3 comentários sobre “São Paulo tem pelo menos mil crianças fora da escola

  1. O prefeito nega a falta de vagas por que não sai nas ruas e fica na porta das escolas da prefeitura, por que na maioria delas pelo menos no bairro da Pedreira, não tem vagas e tem muitas crianças sem escola. Nas escolas do estado também não tem vagas. Tenho um filho de 9 anos que teriua que cursar a 3ª série este ano, mas mudei para o bairro da pedreira com a transferência em mãos e até agora estou correndo escolas, conselho tutelar, coordenadoria da educação, e não consegui vaga. O engraçado é que a lei só vale para o cidadão, o pai que não coloca a criança na escola pode ser preso, mas o prefeito que não ´fornece a vaga pra criança continua no cargo, e ainda tem a cara de pau de falar que não falta vaga nas escolas. Isto é uma vergonha.

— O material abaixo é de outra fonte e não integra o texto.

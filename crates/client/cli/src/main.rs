//! Headless simulation runner.
//!
//! Loads a content directory, runs a fixed number of frames and prints a
//! summary of the world and the events it produced.
mod config;
mod report;

use anyhow::{Context, Result};
use config::CliConfig;
use droid_content::ContentFactory;
use droid_core::{
    CombatState, Env, PcgRng, SameSideFactions, SimEngine, TileGridPathfinder, World,
};
use report::Report;
use tracing_subscriber::layer::SubscriberExt;
use tracing_subscriber::util::SubscriberInitExt;

fn main() -> Result<()> {
    // Load .env file if it exists (silently ignore if not found)
    let _ = dotenvy::dotenv();

    let config = CliConfig::from_env();
    let _guard = setup_logging(&config)?;

    let content = ContentFactory::new(&config.content_dir)
        .load()
        .with_context(|| format!("loading {}", config.content_dir.display()))?;
    let sim_config = content.config.clone();
    let obstacles = content.obstacles.clone();
    let droids = content.droids.clone();
    let mut world = content.into_world(PcgRng::new(config.seed))?;

    let pathfinder = TileGridPathfinder::default();
    let env = Env::with_all(&obstacles, &droids, &pathfinder, &SameSideFactions);

    let start = world.player.pos.z;
    SimEngine::new(&mut world).shuffle_level(start);
    let mut report = Report::default();
    for frame in 0..config.frames {
        SimEngine::new(&mut world)
            .step(env, &sim_config, config.frame_time, &mut report)
            .with_context(|| format!("frame {frame}"))?;
        tracing::trace!(frame, alive = world.bots.alive_ids().len(), "frame done");
    }

    tracing::info!(
        deaths = report.count("death"),
        bullets = report.count("bullet"),
        messages = report.messages().len(),
        "run finished"
    );
    print_summary(&world, &config, &report);
    Ok(())
}

fn print_summary(world: &World, config: &CliConfig, report: &Report) {
    println!(
        "{} frames of {:.3}s, seed {}",
        config.frames, config.frame_time, config.seed
    );
    let alive = world.bots.alive_ids();
    println!(
        "bots: {} alive, {} dead",
        alive.len(),
        world.bots.dead_ids().len()
    );
    for id in alive {
        let Some(bot) = world.bots.get(id) else {
            continue;
        };
        let marker = if bot.state == CombatState::Attack { "!" } else { " " };
        println!(
            "{marker} {id:>4} {:>26} {} ({:.2}, {:.2}) energy {:.1}",
            bot.state.to_string(),
            bot.pos.z,
            bot.pos.x,
            bot.pos.y,
            bot.energy
        );
    }
    println!("events:");
    print!("{report}");
}

/// Logs to stderr, and additionally to `DROID_SIM_LOG_DIR/droid-sim.log`
/// when configured. The returned guard flushes the file writer on drop.
fn setup_logging(
    config: &CliConfig,
) -> Result<Option<tracing_appender::non_blocking::WorkerGuard>> {
    let env_filter = tracing_subscriber::EnvFilter::from_default_env()
        .add_directive(tracing::Level::INFO.into());
    let stderr_layer = tracing_subscriber::fmt::layer().with_writer(std::io::stderr);

    let Some(log_dir) = &config.log_dir else {
        tracing_subscriber::registry()
            .with(env_filter)
            .with(stderr_layer)
            .init();
        return Ok(None);
    };

    std::fs::create_dir_all(log_dir)
        .with_context(|| format!("creating log directory {}", log_dir.display()))?;
    let file_appender = tracing_appender::rolling::never(log_dir, "droid-sim.log");
    let (non_blocking_file, guard) = tracing_appender::non_blocking(file_appender);
    let file_layer = tracing_subscriber::fmt::layer()
        .with_writer(non_blocking_file)
        .with_ansi(false);

    tracing_subscriber::registry()
        .with(env_filter)
        .with(stderr_layer)
        .with(file_layer)
        .init();

    tracing::info!("Log file: {}/droid-sim.log", log_dir.display());
    Ok(Some(guard))
}
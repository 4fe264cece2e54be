//! Faction membership and the friendliness predicate.

/// Side a character fights for. The player is always [`Faction::Friendly`].
#[derive(
    Clone,
    Copy,
    Debug,
    Default,
    PartialEq,
    Eq,
    Hash,
    strum::Display,
    strum::EnumString,
    strum::AsRefStr,
)]
#[cfg_attr(feature = "serde", derive(serde::Serialize, serde::Deserialize))]
#[strum(serialize_all = "snake_case", ascii_case_insensitive)]
pub enum Faction {
    #[default]
    Hostile,
    Friendly,
}

impl Faction {
    #[inline]
    pub const fn is_friendly(self) -> bool {
        matches!(self, Faction::Friendly)
    }
}

/// Decides whether two characters are on the same side.
pub trait FactionOracle {
    fn is_friendly(&self, a: Faction, b: Faction) -> bool;
}

/// Two characters are friends exactly when they share a faction.
#[derive(Clone, Copy, Debug, Default)]
pub struct SameSideFactions;

impl FactionOracle for SameSideFactions {
    fn is_friendly(&self, a: Faction, b: Faction) -> bool {
        a == b
    }
}
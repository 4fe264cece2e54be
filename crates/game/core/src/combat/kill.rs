//! Death of a bot.
use tracing::{debug, warn};

use crate::ai::TickContext;
use crate::ai::animation::start_death;
use crate::config::SimConfig;
use crate::env::DroidSpec;
use crate::error::inform_developers;
use crate::events::{Killer, SimEvent, SoundKind};
use crate::state::Bot;

use super::blood::spray_blood;
use super::treasure::drop_treasure;

/// Finishes off a bot whose energy dropped to zero.
///
/// Awards experience, reports the death, drops loot and moves the bot to
/// the dead list. Loot and the death animation need the bot inside its
/// level; a bot outside is still removed.
pub fn kill_bot(
    ctx: &mut TickContext<'_>,
    bot: &mut Bot,
    spec: &DroidSpec,
    killer: Killer,
    grant_xp: bool,
) {
    let grant_xp = grant_xp && !bot.is_friendly();
    if grant_xp {
        ctx.player.experience += u64::from(spec.experience_reward);
    }
    let message = death_message(ctx, bot, spec, killer, grant_xp);
    ctx.emit(SimEvent::Message(message));

    let inside = ctx
        .ship
        .level(bot.pos.z)
        .is_some_and(|level| level.contains_strict(bot.pos.point()));
    if inside {
        ctx.player.record_kill(bot.kind);
        drop_treasure(ctx, bot, spec);
        start_death(bot, &spec.animation);
        ctx.emit(SimEvent::Sound {
            kind: SoundKind::Death,
            droid: bot.kind,
        });
        if ctx.rng.random_int(SimConfig::BLOOD_ON_DEATH_CHANCE) == 1 {
            spray_blood(ctx, bot, spec);
        }
    } else {
        inform_developers(
            "kills",
            &format!("bot {} died outside {} at {}", bot.id, bot.pos.z, bot.pos),
        );
    }

    if let Err(err) = ctx.bots.kill(bot.id) {
        warn!(bot = %bot.id, %err, "dead bot was not on the alive list");
    }
    bot.speed = Default::default();
    bot.stand_still();
    bot.target = Default::default();
    debug!(bot = %bot.id, ?killer, "bot died");
    ctx.emit(SimEvent::BotDied {
        bot: bot.id,
        kind: bot.kind,
        killer,
        pos: bot.pos,
    });
}

fn death_message(
    ctx: &TickContext<'_>,
    bot: &Bot,
    spec: &DroidSpec,
    killer: Killer,
    grant_xp: bool,
) -> String {
    let name = &spec.name;
    let killer_name = match killer {
        Killer::Bot(kind) => ctx.oracles.droid(kind).ok().map(|s| s.name.as_str()),
        Killer::Player | Killer::Unknown => None,
    };

    if bot.is_friendly() {
        return match (killer, killer_name) {
            (_, Some(other)) => format!("Your friend {name} was killed by {other}."),
            (Killer::Player, _) => format!("You killed {name}."),
            _ => format!("{name} is dead."),
        };
    }
    match killer_name {
        _ if grant_xp => format!(
            "For defeating {name}, you receive {} experience.",
            spec.experience_reward
        ),
        Some(other) => format!("{name} was killed by {other}."),
        None => format!("{name} died."),
    }
}
//! Arena of bots with alive/dead and per-level index sets.
use std::collections::BTreeMap;

use crate::env::{DroidSpec, RngOracle};
use crate::geometry::LevelId;
use crate::map::Ship;

use super::{Bot, BotHandle, BotId, CombatState, RegistryError};

/// Owns every bot. Slots are stable for the lifetime of the registry; moving a
/// bot between lists only updates id sets.
#[derive(Clone, Debug, Default)]
pub struct BotRegistry {
    slots: Vec<Option<Bot>>,
    index: BTreeMap<BotId, usize>,
    alive: Vec<BotId>,
    dead: Vec<BotId>,
    levels: BTreeMap<LevelId, Vec<BotId>>,
    epoch: u32,
    next_id: u32,
}

impl BotRegistry {
    pub fn new() -> Self {
        Self::default()
    }

    /// Registers a new bot: assigns the next id, fills energy and ammo from
    /// `spec`, resets the state machine and staggers the stuck-check timer.
    ///
    /// # Errors
    ///
    /// Returns `RegistryError::UnknownLevel` if the bot's level does not exist.
    pub fn spawn(
        &mut self,
        ship: &Ship,
        spec: &DroidSpec,
        mut bot: Bot,
        rng: &mut dyn RngOracle,
    ) -> Result<BotId, RegistryError> {
        let id = BotId(self.next_id);
        if ship.level(bot.pos.z).is_none() {
            return Err(RegistryError::UnknownLevel {
                id,
                level: bot.pos.z,
            });
        }
        bot.id = id;
        bot.energy = spec.max_energy;
        bot.ammo_left = spec.weapon.clip_size;
        bot.state = CombatState::WaypointlessWandering;
        bot.stuck_timer = rng.random_int(999) as f32 / 1000.0;
        self.next_id += 1;
        self.place(bot);
        Ok(id)
    }

    /// Registers a bot that already carries an id (e.g. restored from content).
    ///
    /// # Errors
    ///
    /// Returns `RegistryError::DuplicateBot` if the id is taken and
    /// `RegistryError::UnknownLevel` if the bot's level does not exist.
    pub fn insert(&mut self, ship: &Ship, bot: Bot) -> Result<BotId, RegistryError> {
        let id = bot.id;
        if self.index.contains_key(&id) {
            return Err(RegistryError::DuplicateBot { id });
        }
        if ship.level(bot.pos.z).is_none() {
            return Err(RegistryError::UnknownLevel {
                id,
                level: bot.pos.z,
            });
        }
        self.next_id = self.next_id.max(id.0 + 1);
        self.place(bot);
        Ok(id)
    }

    fn place(&mut self, bot: Bot) {
        let id = bot.id;
        if bot.is_alive() {
            self.alive.push(id);
            self.levels.entry(bot.pos.z).or_default().push(id);
        } else {
            self.dead.push(id);
        }
        self.index.insert(id, self.slots.len());
        self.slots.push(Some(bot));
    }

    pub fn get(&self, id: BotId) -> Option<&Bot> {
        let slot = *self.index.get(&id)?;
        self.slots.get(slot)?.as_ref()
    }

    pub fn get_mut(&mut self, id: BotId) -> Option<&mut Bot> {
        let slot = *self.index.get(&id)?;
        self.slots.get_mut(slot)?.as_mut()
    }

    /// Moves a bot out of its slot so it can be simulated while the rest of
    /// the registry is read. Lookups of a taken bot return `None` until it is
    /// [`restored`](Self::restore).
    pub fn take(&mut self, id: BotId) -> Option<Bot> {
        let slot = *self.index.get(&id)?;
        self.slots.get_mut(slot)?.take()
    }

    /// Puts a taken bot back into its slot.
    ///
    /// # Errors
    ///
    /// Returns `RegistryError::UnknownBot` if the bot was never registered.
    pub fn restore(&mut self, bot: Bot) -> Result<(), RegistryError> {
        let id = bot.id;
        let slot = self
            .index
            .get(&id)
            .and_then(|&slot| self.slots.get_mut(slot))
            .ok_or(RegistryError::UnknownBot { id })?;
        *slot = Some(bot);
        Ok(())
    }

    pub fn is_alive(&self, id: BotId) -> bool {
        self.alive.contains(&id)
    }

    /// Moves a bot from the alive list to the dead list and out of its level.
    ///
    /// # Errors
    ///
    /// Returns `RegistryError::UnknownBot` if the bot is not alive.
    pub fn kill(&mut self, id: BotId) -> Result<(), RegistryError> {
        let at = self
            .alive
            .iter()
            .position(|&alive| alive == id)
            .ok_or(RegistryError::UnknownBot { id })?;
        self.alive.remove(at);
        for members in self.levels.values_mut() {
            members.retain(|&member| member != id);
        }
        self.dead.push(id);
        Ok(())
    }

    /// Moves an alive bot's membership from level `from` to level `to`.
    ///
    /// # Errors
    ///
    /// Returns `RegistryError::UnknownBot` if the bot is not alive.
    pub fn relocate(&mut self, id: BotId, from: LevelId, to: LevelId) -> Result<(), RegistryError> {
        if !self.is_alive(id) {
            return Err(RegistryError::UnknownBot { id });
        }
        if let Some(members) = self.levels.get_mut(&from) {
            members.retain(|&member| member != id);
        }
        self.levels.entry(to).or_default().push(id);
        Ok(())
    }

    /// Drops every bot. Handles issued before this call become stale.
    pub fn clear(&mut self) {
        self.slots.clear();
        self.index.clear();
        self.alive.clear();
        self.dead.clear();
        self.levels.clear();
        self.epoch = self.epoch.wrapping_add(1);
    }

    pub fn epoch(&self) -> u32 {
        self.epoch
    }

    pub fn handle(&self, id: BotId) -> BotHandle {
        BotHandle {
            id,
            epoch: self.epoch,
        }
    }

    /// The bot behind `handle`, if the handle is current and the bot exists.
    pub fn resolve(&self, handle: BotHandle) -> Option<&Bot> {
        if handle.epoch != self.epoch {
            return None;
        }
        self.get(handle.id)
    }

    /// Refreshes a stale handle by looking its id up again.
    pub fn revalidate(&self, handle: BotHandle) -> Option<BotHandle> {
        self.index
            .contains_key(&handle.id)
            .then(|| self.handle(handle.id))
    }

    /// Snapshot of the alive ids in insertion order; safe to iterate while
    /// bots die.
    pub fn alive_ids(&self) -> Vec<BotId> {
        self.alive.clone()
    }

    pub fn dead_ids(&self) -> Vec<BotId> {
        self.dead.clone()
    }

    /// Snapshot of the alive ids on level `z`.
    pub fn ids_on_level(&self, z: LevelId) -> Vec<BotId> {
        self.levels.get(&z).cloned().unwrap_or_default()
    }

    /// Alive bots on level `z`, skipping any that are currently taken.
    pub fn bots_on_level(&self, z: LevelId) -> impl Iterator<Item = &Bot> + '_ {
        self.levels
            .get(&z)
            .into_iter()
            .flatten()
            .filter_map(|&id| self.get(id))
    }

    /// Alive bots, skipping any that are currently taken.
    pub fn alive_bots(&self) -> impl Iterator<Item = &Bot> + '_ {
        self.alive.iter().filter_map(|&id| self.get(id))
    }

    pub fn len(&self) -> usize {
        self.index.len()
    }

    pub fn is_empty(&self) -> bool {
        self.index.is_empty()
    }
}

  2. Realmente a situção é lastimosa. Meu filho que deveria estar cursando a 2° série, continua aguardando uma vaga, já usei de todos os recursos possiveis e nada, essa situação é ridicula, eu fui obrigada a ouvir da direção da escola onde “cadastrei” meu filho numa espera de vaga, que se ele não está indo na escola onde está matriculado já não é um problema dele. Isso porque eu questionei o fato dele ser retido por faltas, pois me mudei e solicitei transferencia e até agora ele não vai a outra escola por motivos óbvios. Aguardo uma resposta do conselho tutelar que só vai me procurar quando meu filho estiver com numero de faltas para desistencia.